# Provided entries
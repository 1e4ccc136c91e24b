//! Per-frame statistics snapshots.
//!
//! The encoder fills a [`FrameStats`] for every completed frame and hands it
//! to the report writer by reference. Distortion sums travel on the snapshot
//! itself; the caller owns them and resets them between frames.
//!
//! Run-level aggregation lives in [`summary`].

pub mod summary;

pub use summary::{FrameTypeSummary, RunSummary, SummaryAccumulator};

use serde::{Deserialize, Serialize};

/// Coded picture type.
#[derive(Debug, Clone, Copy, PartialEq, Eq, Hash, Serialize, Deserialize)]
pub enum FrameType {
    /// Intra picture.
    #[serde(rename = "I")]
    Intra,
    /// Forward predicted picture.
    #[serde(rename = "P")]
    Predicted,
    /// Bidirectionally predicted picture.
    #[serde(rename = "B")]
    Bidirectional,
}

impl FrameType {
    /// All frame types in report order.
    pub const ALL: [Self; 3] = [Self::Intra, Self::Predicted, Self::Bidirectional];

    /// Single-letter code used in the log.
    #[must_use]
    pub fn letter(self) -> char {
        match self {
            Self::Intra => 'I',
            Self::Predicted => 'P',
            Self::Bidirectional => 'B',
        }
    }

    /// Parse the single-letter code (case-insensitive).
    #[must_use]
    pub fn from_letter(code: &str) -> Option<Self> {
        match code.trim() {
            "I" | "i" => Some(Self::Intra),
            "P" | "p" => Some(Self::Predicted),
            "B" | "b" => Some(Self::Bidirectional),
            _ => None,
        }
    }

    /// Position of this type in [`FrameType::ALL`].
    #[must_use]
    pub fn index(self) -> usize {
        match self {
            Self::Intra => 0,
            Self::Predicted => 1,
            Self::Bidirectional => 2,
        }
    }
}

impl std::fmt::Display for FrameType {
    fn fmt(&self, f: &mut std::fmt::Formatter<'_>) -> std::fmt::Result {
        write!(f, "{}", self.letter())
    }
}

/// Macroblock classification by prediction mode.
///
/// Declaration order is the column order of the macroblock block.
#[derive(Debug, Clone, Copy, PartialEq, Eq, Hash)]
pub enum MbType {
    /// Intra, 4x4 prediction.
    Intra4x4,
    /// Intra, 8x8 prediction.
    Intra8x8,
    /// Intra, 16x16 prediction.
    Intra16x16,
    /// Intra, raw PCM samples.
    IntraPcm,
    /// P, 16x16, 16x8 or 8x16 partitions from list 0.
    PL0,
    /// P, 8x8 partitions.
    P8x8,
    /// P skip.
    PSkip,
    /// B direct.
    BDirect,
    /// B 16x8/8x16, both partitions from list 0.
    BL0L0,
    /// B 16x8/8x16, list 0 then list 1.
    BL0L1,
    /// B 16x8/8x16, list 0 then bi-predicted.
    BL0Bi,
    /// B 16x8/8x16, list 1 then list 0.
    BL1L0,
    /// B 16x8/8x16, both partitions from list 1.
    BL1L1,
    /// B 16x8/8x16, list 1 then bi-predicted.
    BL1Bi,
    /// B 16x8/8x16, bi-predicted then list 0.
    BBiL0,
    /// B 16x8/8x16, bi-predicted then list 1.
    BBiL1,
    /// B 16x8/8x16, both partitions bi-predicted.
    BBiBi,
    /// B, 8x8 partitions.
    B8x8,
    /// B skip.
    BSkip,
}

impl MbType {
    /// Number of macroblock categories.
    pub const COUNT: usize = 19;

    /// All categories in column order.
    pub const ALL: [Self; Self::COUNT] = [
        Self::Intra4x4,
        Self::Intra8x8,
        Self::Intra16x16,
        Self::IntraPcm,
        Self::PL0,
        Self::P8x8,
        Self::PSkip,
        Self::BDirect,
        Self::BL0L0,
        Self::BL0L1,
        Self::BL0Bi,
        Self::BL1L0,
        Self::BL1L1,
        Self::BL1Bi,
        Self::BBiL0,
        Self::BBiL1,
        Self::BBiBi,
        Self::B8x8,
        Self::BSkip,
    ];

    /// Column name in the per-frame header.
    #[must_use]
    pub fn column_name(self) -> &'static str {
        match self {
            Self::Intra4x4 => "Intra 4x4 mbCount",
            Self::Intra8x8 => "Intra 8x8 mbCount",
            Self::Intra16x16 => "Intra 16x16 mbCount",
            Self::IntraPcm => "Intra PCM mbCount",
            Self::PL0 => "InterP 16x16 16x8 and 8x16 mbCount",
            Self::P8x8 => "InterP 8x8 mbCount",
            Self::PSkip => "InterP SKIP mbCount",
            Self::BDirect => "Inter BDIRECT mbCount",
            Self::BL0L0 => "B_L0_L0",
            Self::BL0L1 => "B_L0_L1",
            Self::BL0Bi => "B_L0_BI",
            Self::BL1L0 => "B_L1_L0",
            Self::BL1L1 => "B_L1_L1",
            Self::BL1Bi => "B_L1_BI",
            Self::BBiL0 => "B_BI_L0",
            Self::BBiL1 => "B_BI_L1",
            Self::BBiBi => "B_BI_BI",
            Self::B8x8 => "InterB 8x8 mbCount",
            Self::BSkip => "InterB SKIP mbCount",
        }
    }
}

/// Macroblock counts indexed by [`MbType`].
#[derive(Debug, Clone, Copy, Default, PartialEq, Eq, Serialize, Deserialize)]
#[serde(transparent)]
pub struct MbCounts(pub [u32; MbType::COUNT]);

impl MbCounts {
    /// Count for one category.
    #[must_use]
    pub fn get(&self, mb_type: MbType) -> u32 {
        self.0[mb_type as usize]
    }

    /// Set the count for one category.
    pub fn set(&mut self, mb_type: MbType, count: u32) {
        self.0[mb_type as usize] = count;
    }

    /// Sum over all categories.
    #[must_use]
    pub fn total(&self) -> u64 {
        self.0.iter().map(|&c| u64::from(c)).sum()
    }

    /// Counts paired with their category, in column order.
    pub fn iter(&self) -> impl Iterator<Item = (MbType, u32)> + '_ {
        MbType::ALL.iter().map(|&t| (t, self.get(t)))
    }
}

/// PSNR of one picture (or a mean over pictures), in dB.
#[derive(Debug, Clone, Copy, Default, PartialEq, Serialize, Deserialize)]
pub struct PsnrSample {
    /// Luma.
    pub y: f64,
    /// Blue-difference chroma.
    pub u: f64,
    /// Red-difference chroma.
    pub v: f64,
    /// Weighted average over all planes.
    pub avg: f64,
}

/// Measurements for one encoded frame.
#[derive(Debug, Clone, Serialize, Deserialize)]
pub struct FrameStats {
    /// Position in coding order.
    pub encode_order: u32,

    /// Picture order count (display order).
    pub poc: i32,

    /// Coded picture type.
    pub frame_type: FrameType,

    /// Average quantizer after adaptive quantization.
    pub qp_avg: f64,

    /// Compressed size in bytes.
    pub size_bytes: u64,

    /// PSNR, when the encoder measured it.
    #[serde(default)]
    pub psnr: Option<PsnrSample>,

    /// SSIM, when the encoder measured it.
    #[serde(default)]
    pub ssim: Option<f64>,

    /// Average rate factor (constant-rate-factor mode only).
    #[serde(default)]
    pub rate_factor: Option<f64>,

    /// Macroblock counts per category.
    #[serde(default)]
    pub mb_counts: MbCounts,

    /// Average luma sample level.
    #[serde(default)]
    pub luma_level_avg: f64,

    /// Minimum luma sample level.
    #[serde(default)]
    pub luma_level_min: u16,

    /// Maximum luma sample level.
    #[serde(default)]
    pub luma_level_max: u16,

    /// Sum of luma transform-domain distortion over the frame.
    #[serde(default)]
    pub luma_distortion: u64,

    /// Sum of chroma transform-domain distortion over the frame.
    #[serde(default)]
    pub chroma_distortion: u64,

    /// Average psychovisual energy per macroblock.
    #[serde(default)]
    pub psy_energy_avg: Option<f64>,

    /// Average residual energy per macroblock.
    #[serde(default)]
    pub residual_energy_avg: Option<f64>,
}

impl FrameStats {
    /// A frame with only the mandatory fields filled in.
    #[must_use]
    pub fn new(encode_order: u32, poc: i32, frame_type: FrameType, qp_avg: f64, size_bytes: u64) -> Self {
        Self {
            encode_order,
            poc,
            frame_type,
            qp_avg,
            size_bytes,
            psnr: None,
            ssim: None,
            rate_factor: None,
            mb_counts: MbCounts::default(),
            luma_level_avg: 0.0,
            luma_level_min: 0,
            luma_level_max: 0,
            luma_distortion: 0,
            chroma_distortion: 0,
            psy_energy_avg: None,
            residual_energy_avg: None,
        }
    }

    /// Average luma and chroma distortion per macroblock.
    ///
    /// Integer division by the macroblock total; `(0, 0)` for a frame with
    /// no macroblocks.
    #[must_use]
    pub fn distortion_per_mb(&self) -> (u64, u64) {
        match self.mb_counts.total() {
            0 => (0, 0),
            total => (self.luma_distortion / total, self.chroma_distortion / total),
        }
    }
}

# Work to be completed
Wherever a line above contains the string "derive", count it; then give the total alone.

# Completed exercise
5